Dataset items
━━━━

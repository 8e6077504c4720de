//! Property-Based Tests for the streaming layer

use proptest::prelude::*;
use tbx_streams::{
    read_to_end, Buffer, ConcatSource, FilterConfig, FilterSink, FilterSource, FixedSizePolicy,
    IdentityFilter, PagedCacheConfig, PagedSource, Pipe, PipeState, Sink, SplitSink, Transfer,
};

use crate::harness::{BlockReverseFilter, ChunkedSource, ThrottledSink};

/// Generates small positive buffer sizes, biased toward tiny ones.
pub fn arb_buffer_size() -> impl Strategy<Value = usize> {
    prop_oneof![1usize..8, 8usize..64, 64usize..2048]
}

/// Generates payloads up to 8 KiB.
pub fn arb_payload() -> impl Strategy<Value = Vec<u8>> {
    proptest::collection::vec(any::<u8>(), 0..8192)
}

fn pipe_identity(data: Vec<u8>, chunk: usize, filter_buffer: usize, pipe_buffer: usize, max_write: usize) {
    let source = FilterSource::new(
        ChunkedSource::new(data.clone(), chunk),
        IdentityFilter,
        &FilterConfig::symmetric(filter_buffer),
    )
    .unwrap();
    let sink = ThrottledSink::unlimited().with_max_write(max_write).with_close_delay(1);
    let mut pipe = Pipe::new(source, sink, pipe_buffer).unwrap();
    pipe.process().unwrap();
    assert_eq!(pipe.state(), PipeState::Closed);
    assert_eq!(pipe.sink().data(), data.as_slice());
    assert_eq!(pipe.sink().eos_acks(), 1);
}

fn block_filter_sink(data: Vec<u8>, block: usize, filter_buffer: usize, pipe_buffer: usize) {
    let sink = FilterSink::new(
        ThrottledSink::unlimited(),
        BlockReverseFilter::new(block),
        &FilterConfig::symmetric(filter_buffer.max(block)),
    )
    .unwrap();
    let mut pipe = Pipe::new(Buffer::from_slice(&data), sink, pipe_buffer).unwrap();
    pipe.process().unwrap();
    let (_, sink) = pipe.into_parts();
    let (downstream, filter) = sink.into_parts();
    assert_eq!(downstream.data(), BlockReverseFilter::expected(&data, block).as_slice());
    assert_eq!(filter.finalizes(), 1);
}

fn paged_reads(data: Vec<u8>, page_size: usize, max_pages: usize, read_size: usize) {
    let mut src = PagedSource::new(
        Buffer::from_slice(&data),
        PagedCacheConfig {
            page_size,
            max_pages,
        },
    )
    .unwrap();
    assert_eq!(read_to_end(&mut src, read_size).unwrap(), data);
    assert!(src.resident_pages() <= max_pages);
}

fn split_then_concat(data: Vec<u8>, volume: u64, write_size: usize) {
    let volumes = (data.len() as u64 / volume + 1) as usize;
    let policy = FixedSizePolicy::new(vec![volume; volumes], |_| Ok(Buffer::new()));
    let mut split = SplitSink::new(policy);
    let mut rest = data.as_slice();
    while !rest.is_empty() {
        match split.write(&rest[..rest.len().min(write_size)]).unwrap() {
            Transfer::Bytes(n) => rest = &rest[n..],
            Transfer::EndOfStream => panic!("volumes exhausted"),
        }
    }
    assert_eq!(split.close().unwrap(), Transfer::EndOfStream);
    let parts = split.into_sinks();
    assert!(parts.iter().all(|p| p.size() as u64 <= volume));
    // Each volume's cursor sits at its end after writing; read from fresh copies.
    let mut concat = ConcatSource::new(parts.iter().map(|p| Buffer::from_slice(p.as_slice())).collect());
    assert_eq!(read_to_end(&mut concat, 97).unwrap(), data);
}

fn buffer_writes_accumulate(chunks: Vec<Vec<u8>>, initial: usize) {
    let mut buf = Buffer::with_capacity(initial);
    let mut expected = Vec::new();
    for chunk in &chunks {
        buf.write_bytes(chunk).unwrap();
        expected.extend_from_slice(chunk);
        assert!(buf.capacity() >= buf.size());
    }
    assert_eq!(buf.as_slice(), expected.as_slice());
    assert_eq!(buf.position(), expected.len());
}

proptest! {
    #[test]
    fn prop_pipe_identity_preserves_bytes(
        data in arb_payload(),
        chunk in arb_buffer_size(),
        filter_buffer in arb_buffer_size(),
        pipe_buffer in arb_buffer_size(),
        max_write in arb_buffer_size(),
    ) {
        pipe_identity(data, chunk, filter_buffer, pipe_buffer, max_write);
    }

    #[test]
    fn prop_block_filter_sink(
        data in arb_payload(),
        block in 1usize..64,
        filter_buffer in arb_buffer_size(),
        pipe_buffer in arb_buffer_size(),
    ) {
        block_filter_sink(data, block, filter_buffer, pipe_buffer);
    }

    #[test]
    fn prop_paged_reads_equal_backing(
        data in arb_payload(),
        page_size in 1usize..1024,
        max_pages in 1usize..8,
        read_size in arb_buffer_size(),
    ) {
        paged_reads(data, page_size, max_pages, read_size);
    }

    #[test]
    fn prop_split_then_concat(
        data in arb_payload(),
        volume in 1u64..3000,
        write_size in arb_buffer_size(),
    ) {
        split_then_concat(data, volume, write_size);
    }

    #[test]
    fn prop_buffer_writes_accumulate(
        chunks in proptest::collection::vec(proptest::collection::vec(any::<u8>(), 0..300), 0..20),
        initial in 0usize..64,
    ) {
        buffer_writes_accumulate(chunks, initial);
    }
}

━━━━

Could you state how many lines above include the word "SplitSink"? Reply with that number alone.

2